In at least one respect, Bahl can never be another Monica or Cat, as Swift suggested. The sport has changed too much. It was changing in 2010, even as Fowler threw both ends of a doubleheader on back-to-back days in the third week of the season. Bahl isn’t going to do that. She isn’t going to start 40 games or throw 300 innings. Gasso still sounds pained every time she talks about sending Paige Parker out to the circle again and again early in her career. The coach didn’t even let Bahl finish a potential perfect game in her debut — although she didn’t take her out of the UCLA game.

It may help that, whether closer to Rachel Garcia or Odicci Alexander in production, Bahl could eventually make her presence felt at the plate.

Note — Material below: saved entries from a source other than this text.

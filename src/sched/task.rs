// Copyright 2025 The Cinder Authors
//
// Use of this source code is governed by a MIT-style
// license that can be found in the LICENSE file or at
// https://opensource.org/licenses/MIT

//! Task control block

use core::ptr::NonNull;

use super::state::{Pid, TaskFlags, TaskState};

/// Task control block
#[derive(Debug)]
pub struct Task {
    /// Unique task ID
    pub(crate) pid: Pid,
    /// Task state
    pub(crate) state: TaskState,
    /// Creation attributes
    pub(crate) flags: TaskFlags,
    /// Saved stack pointer, valid only while the task is not running
    pub(crate) sp: usize,
    /// Heap-allocated stack (none for the boot task)
    pub(crate) stack: Option<NonNull<u8>>,
    /// Tick at which a blocked task becomes ready again
    pub(crate) wake_tick: u64,
    /// Slot of the next task in the ready ring
    pub(crate) next: usize,
    /// Number of times this task has been promoted to running
    pub(crate) schedule_count: u64,
}

// SAFETY: the stack buffer is owned exclusively by this task and only
// touched under the task table lock.
unsafe impl Send for Task {}

impl Task {
    pub(crate) fn new(pid: Pid, state: TaskState, flags: TaskFlags, stack: Option<NonNull<u8>>, sp: usize) -> Self {
        Self {
            pid,
            state,
            flags,
            sp,
            stack,
            wake_tick: 0,
            next: 0,
            schedule_count: 0,
        }
    }

    pub fn pid(&self) -> Pid {
        self.pid
    }

    pub fn state(&self) -> TaskState {
        self.state
    }

    pub fn flags(&self) -> TaskFlags {
        self.flags
    }

    /// Deadline of a blocked task
    pub fn wake_tick(&self) -> Option<u64> {
        (self.state == TaskState::Blocked).then_some(self.wake_tick)
    }

    pub fn schedule_count(&self) -> u64 {
        self.schedule_count
    }

    /// Base of the task's heap stack
    pub fn stack(&self) -> Option<NonNull<u8>> {
        self.stack
    }

    /// Whether this is the lowest-priority fallback task
    pub fn is_idle(&self) -> bool {
        self.flags.contains(TaskFlags::IDLE)
    }
}
// Copyright 2025 The Cinder Authors
//
// Use of this source code is governed by a MIT-style
// license that can be found in the LICENSE file or at
// https://opensource.org/licenses/MIT

//! Device Drivers
//!
//! Only what the kernel core needs to report on itself: a serial port.

/// UART (serial) drivers
pub mod uart;

pub use uart::{Uart16550, COM1_PORT};
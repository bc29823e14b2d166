// Copyright 2025 The Cinder Authors
//
// Use of this source code is governed by a MIT-style
// license that can be found in the LICENSE file or at
// https://opensource.org/licenses/MIT

//! # Cinder - heap and scheduler core of a small x86 kernel
//!
//! Cinder is the part of a single-core kernel that everything else leans
//! on:
//!
//! - **Kernel heap**: first-fit allocator over one boot-provided region,
//!   with in-band headers, an address-sorted free list and eager coalescing
//! - **Tasks**: kernel threads on heap-allocated stacks, scheduled
//!   round-robin with an idle task as the lowest-priority fallback
//! - **Timer**: a 100 Hz tick that preempts the running task and wakes
//!   sleepers
//!
//! ## Architecture
//!
//! ```text
//! src/
//! ├── arch/              # Architecture-specific code
//! │   └── amd64/         # Context switch, PIT, PIC, IDT
//! ├── drivers/           # 16550 serial port
//! ├── mm/                # Kernel heap
//! ├── sched/             # Task table and scheduler
//! ├── kernel.rs          # Kernel context (heap + tasks + GlobalAlloc)
//! ├── timer.rs           # Tick handler and sleep
//! └── lib.rs             # This file
//! ```
//!
//! The only synchronization primitive is interrupt masking. Everything
//! that touches privileged state goes through the [`Arch`] trait so the
//! core can be tested on the host.
//!
//! ## Using the kernel context
//!
//! ```ignore
//! use cinder::{arch::Amd64, Kernel};
//!
//! static KERNEL: Kernel<Amd64> = Kernel::new(Amd64, task_return);
//!
//! unsafe { KERNEL.init_heap(heap_start, heap_len)? };
//! KERNEL.task_table_init()?;
//! KERNEL.task_create(worker, 0)?;
//! ```

#![cfg_attr(not(test), no_std)]
#![cfg_attr(all(feature = "kernel", target_os = "none"), feature(abi_x86_interrupt))]

// Compile-time configuration
pub mod config;

// Core traits and types
pub mod traits;

// Architecture-specific modules
pub mod arch;

// Memory management
pub mod mm;

// Task table and scheduler
pub mod sched;

// Kernel context
pub mod kernel;

// Tick source
pub mod timer;

// Device drivers
#[cfg(all(target_arch = "x86_64", target_os = "none"))]
pub mod drivers;

// Serial logger
#[cfg(all(target_arch = "x86_64", target_os = "none"))]
pub mod logging;

// Host test support
#[cfg(test)]
pub mod testing;

pub use kernel::Kernel;
pub use mm::{Heap, HeapError, HeapStats};
pub use sched::{Pid, TaskError, TaskState};
pub use traits::{Arch, TaskEntry, TaskReturn};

She hit better than .500 for Nebraska Gold and had a place in Gasso’s batting order in the season opener against UCSB (although rarely since on the deepest team in the country).

But the thing about the great ones is that they become the standard by which others are measured. Someone is going to be the standard for a new generation. Maybe we’ve just seen her arrive.

That’s what matters. That’s what we should enjoy. The possibility that even our grandest expectations are insufficient.

“It was just cool to watch,” Fowler said. “A young freshman, nobody had seen her. Of course there was all the hype, but when you put it into practice and you see the highlights, it’s really exciting.

“It’s fresh for our game, and our game loves that. They love some new magic.”